- Born: 12 July 1909 Carcassonne, Aude, France
- Died: 25 March 1987 (aged 77) Paris, France
- Occupation: Author

= Pierre Andreu =

French journalist and poet (1909–1987)

Pierre Andreu (12 July 1909 – 25 March 1987) was a French journalist, essayist, biographer, and poet.

==Life==

Pierre Andreu was born in 1909 in Carcassonne, Aude.
As a student, he was interested in Charles Péguy, Pierre-Joseph Proudhon and Georges Sorel.
He later, wrote an essay on Sorel.
He was a friend of Pierre Drieu La Rochelle.
In the 1930s Andreu was also close to Emmanuel Mounier, founder of the review Esprit, and supported the Cartel des Gauches.
Later he became strongly anti-Communist.
In 1934, he launched a review with Bertrand de Jouvenel called La Lutte des jeunes (The Struggle of the Young).
By the end of the 1930s Andreu called himself a Fascist.
Despite this, he remained close to Max Jacob.

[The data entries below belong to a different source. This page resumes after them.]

//! Courier CLI
//!
//! Thin wrapper around courier-core for command-line usage.
//!
//! ## Usage
//!
//! ```bash
//! # Create an identity key file
//! courier identity new --out ~/.courier/identity.key
//!
//! # Show the fingerprint of a key file
//! courier identity show ~/.courier/identity.key
//!
//! # Print the effective transport configuration
//! courier config --file transport.json
//!
//! # Run two in-process nodes and deliver a message on each tier
//! courier demo
//! ```

use std::path::{Path, PathBuf};
use std::sync::Arc;

use anyhow::{bail, Context, Result};
use bytes::Bytes;
use clap::{Parser, Subcommand};
use courier_core::{
    DeliveryOutcome, DilithiumIdentity, DilithiumVerifier, FnHandler, InboundMessage, ManualClock,
    MemoryDht, Signer, Storage, Transport, TransportConfig, TransportDeps,
};
use tokio::sync::mpsc;

/// Courier - P2P message delivery
#[derive(Parser)]
#[command(name = "courier")]
#[command(version = "0.1.0")]
#[command(about = "Courier - P2P message delivery over a DHT")]
struct Cli {
    /// Increase verbosity (-v, -vv, -vvv)
    #[arg(short, long, action = clap::ArgAction::Count)]
    verbose: u8,

    /// Data directory (default: ~/.courier)
    #[arg(short, long, global = true)]
    data_dir: Option<PathBuf>,

    #[command(subcommand)]
    command: Commands,
}

#[derive(Subcommand)]
enum Commands {
    /// Identity management
    Identity {
        #[command(subcommand)]
        action: IdentityAction,
    },

    /// Print the effective transport configuration
    Config {
        /// JSON file with overrides
        #[arg(short, long)]
        file: Option<PathBuf>,
    },

    /// Run two in-process nodes and deliver messages between them
    Demo,
}

#[derive(Subcommand)]
enum IdentityAction {
    /// Generate a new identity
    New {
        /// Key file to write (default: <data-dir>/identity.key)
        #[arg(short, long)]
        out: Option<PathBuf>,

        /// Replace an existing key file
        #[arg(long)]
        force: bool,
    },

    /// Show the fingerprint of a key file
    Show {
        /// Key file to read (default: <data-dir>/identity.key)
        path: Option<PathBuf>,
    },
}

fn setup_logging(verbosity: u8) {
    let filter = match verbosity {
        0 => "warn",
        1 => "info",
        2 => "debug",
        _ => "trace",
    };

    tracing_subscriber::fmt()
        .with_env_filter(
            tracing_subscriber::EnvFilter::try_from_default_env()
                .unwrap_or_else(|_| tracing_subscriber::EnvFilter::new(filter)),
        )
        .with_writer(std::io::stderr)
        .init();
}

/// Get the default data directory (~/.courier)
fn default_data_dir() -> PathBuf {
    dirs::home_dir()
        .unwrap_or_else(|| PathBuf::from("."))
        .join(".courier")
}

fn load_identity(path: &Path) -> Result<DilithiumIdentity> {
    let bytes = std::fs::read(path)
        .with_context(|| format!("reading identity from {}", path.display()))?;
    Ok(DilithiumIdentity::from_bytes(&bytes)?)
}

fn identity_new(path: &Path, force: bool) -> Result<()> {
    if path.exists() && !force {
        bail!("{} already exists (use --force to replace it)", path.display());
    }
    if let Some(parent) = path.parent() {
        std::fs::create_dir_all(parent)?;
    }
    let identity = DilithiumIdentity::generate();
    std::fs::write(path, identity.to_bytes())
        .with_context(|| format!("writing identity to {}", path.display()))?;

    println!("Identity created");
    println!("  File: {}", path.display());
    println!("  Fingerprint: {}", identity.fingerprint());
    Ok(())
}

fn identity_show(path: &Path) -> Result<()> {
    let identity = load_identity(path)?;
    let public_key = identity.public_key();
    println!("Identity");
    println!("  File: {}", path.display());
    println!("  Fingerprint: {}", identity.fingerprint());
    println!("  Short: {}", identity.fingerprint().short());
    println!("  Public key: {} bytes ({}...)", public_key.len(), hex::encode(&public_key[..8.min(public_key.len())]));
    Ok(())
}

fn show_config(file: Option<&Path>) -> Result<()> {
    let config = match file {
        Some(path) => TransportConfig::load(path)?,
        None => TransportConfig::default(),
    };
    println!("{}", serde_json::to_string_pretty(&config)?);
    Ok(())
}

struct DemoNode {
    name: &'static str,
    transport: Arc<Transport>,
    inbox: mpsc::UnboundedReceiver<InboundMessage>,
}

fn demo_node(name: &'static str, dht: &Arc<MemoryDht>, clock: &ManualClock) -> Result<DemoNode> {
    let (tx, inbox) = mpsc::unbounded_channel();
    let config = TransportConfig {
        listen_port: 0,
        enable_ice: false,
        advertise_addresses: vec!["127.0.0.1".to_string()],
        ..Default::default()
    };
    let transport = Transport::new(
        config,
        TransportDeps {
            dht: dht.clone(),
            signer: Arc::new(DilithiumIdentity::generate()),
            verifier: Arc::new(DilithiumVerifier),
            storage: Storage::in_memory()?,
            clock: Arc::new(clock.clone()),
        },
        Arc::new(FnHandler(move |message: InboundMessage| {
            let _ = tx.send(message);
        })),
    )?;
    println!("{:>5}: {}", name, transport.local_fingerprint().short());
    Ok(DemoNode {
        name,
        transport,
        inbox,
    })
}

fn describe(outcome: DeliveryOutcome) -> String {
    match outcome {
        DeliveryOutcome::Direct => "delivered directly over TCP".to_string(),
        DeliveryOutcome::NatTraversal => "delivered over ICE".to_string(),
        DeliveryOutcome::QueuedOffline { seq } => format!("queued offline as seq {}", seq),
    }
}

async fn receive(node: &mut DemoNode) -> Result<InboundMessage> {
    tokio::time::timeout(std::time::Duration::from_secs(5), node.inbox.recv())
        .await
        .context("timed out waiting for delivery")?
        .context("dispatcher stopped")
}

async fn demo() -> Result<()> {
    let clock = ManualClock::starting_now();
    let dht = Arc::new(MemoryDht::new(Arc::new(clock.clone())));

    println!("Nodes");
    let alice = demo_node("alice", &dht, &clock)?;
    let mut bob = demo_node("bob", &dht, &clock)?;
    let alice_fp = alice.transport.local_fingerprint();
    let bob_fp = bob.transport.local_fingerprint();
    alice.transport.start().await?;
    println!();

    println!("1. {} sends while {} is offline", alice.name, bob.name);
    let outcome = alice
        .transport
        .send(&bob_fp, Bytes::from_static(b"are you there?"))
        .await?;
    println!("   {}", describe(outcome));

    println!("2. {} comes online and polls its contacts", bob.name);
    bob.transport.start().await?;
    let collected = bob.transport.check_offline_messages(&[alice_fp]).await?;
    let message = receive(&mut bob).await?;
    println!(
        "   collected {} message(s): {:?} (seq {:?})",
        collected,
        String::from_utf8_lossy(&message.ciphertext),
        message.seq_num
    );

    bob.transport.tasks().wait_idle().await;
    let pruned = alice.transport.spillway().maintain().await?;
    println!("   {} pruned {} delivered entr(ies) from its outbox", alice.name, pruned);

    println!("3. {} sends again now that {} is online", alice.name, bob.name);
    let outcome = alice
        .transport
        .send(&bob_fp, Bytes::from_static(b"hello directly"))
        .await?;
    println!("   {}", describe(outcome));
    let message = receive(&mut bob).await?;
    println!("   {} received {:?} via {:?}", bob.name, String::from_utf8_lossy(&message.ciphertext), message.via);

    println!();
    println!("Stats");
    println!("  {}: {}", alice.name, serde_json::to_string(&alice.transport.stats())?);
    println!("  {}: {}", bob.name, serde_json::to_string(&bob.transport.stats())?);

    alice.transport.shutdown().await;
    bob.transport.shutdown().await;
    Ok(())
}

#[tokio::main]
async fn main() -> Result<()> {
    let cli = Cli::parse();

    setup_logging(cli.verbose);

    let data_dir = cli.data_dir.unwrap_or_else(default_data_dir);
    let default_key = data_dir.join("identity.key");

    match cli.command {
        Commands::Identity { action } => match action {
            IdentityAction::New { out, force } => {
                identity_new(&out.unwrap_or(default_key), force)?;
            }
            IdentityAction::Show { path } => {
                identity_show(&path.unwrap_or(default_key))?;
            }
        },
        Commands::Config { file } => show_config(file.as_deref())?,
        Commands::Demo => demo().await?,
    }

    Ok(())
}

Andreu joined Radiodiffusion française after World War II (1939–45).
The journal Accent grave (revue de l'Occident) was launched in 1963 and ran to less than a dozen issues.
It included Paul Sérant, Pierre Andreu, Michel Déon, Roland Laudenbach and Philippe Héduy on its board.
The journal followed the ideas of Charles Maurras and had the theme of the crisis of Western Civilization.
Andreu was director of the ORTF office in Beirut from 1966 to 1970, where he came into contact with Arab and Palestinian intellectuals.
He contributed to Jean José Marchand's Archives du XXe siècle.
He then became the director of the radio channel France Culture.

In 1982, the Académie française awarded Andreu the 15,000 francs Prix de l'essai for his Vie et mort de Max Jacob.
Towards the end of his life, Andreu moved towards the left and supported François Mitterrand.
He was a friend of Pierre Vidal-Naquet and Jacques Julliard, with whom he directed the Cahiers Georges Sorel.
He became deeply pacifist and interested in ecology.
Pierre Andreu died in 1987 at the age of 77.

==Works==

- Pierre Andreu (1952). "Drieu, témoin et visionnaire"
- Pierre Andreu (1953). "Notre Maître, M. Sorel"
- Pierre Andreu (1955). "Grandeurs et erreurs des prêtres-ouvriers"
- Pierre Andreu (1960). "Histoire des prêtres ouvriers..."
- Pierre Andreu (1962). "Max Jacob"
- Pierre Andreu (1968). "Les Réfugiés arabes de Palestine: Le Malheur des réfugiés"
- Pierre Andreu (1977). "Le Rouge et le Blanc : 1928–1944"
- Pierre Andreu (1979). "Drieu La Rochelle"
- Pierre Andreu (1982). "Vie et mort de Max Jacob"
- Pierre Andreu (1982). "Georges Sorel entre le noir et le rouge"
- Pierre Andreu (1991). "Poèmes"
- Pierre Andreu (1991). "Révoltes de l'esprit : les revues des années 30"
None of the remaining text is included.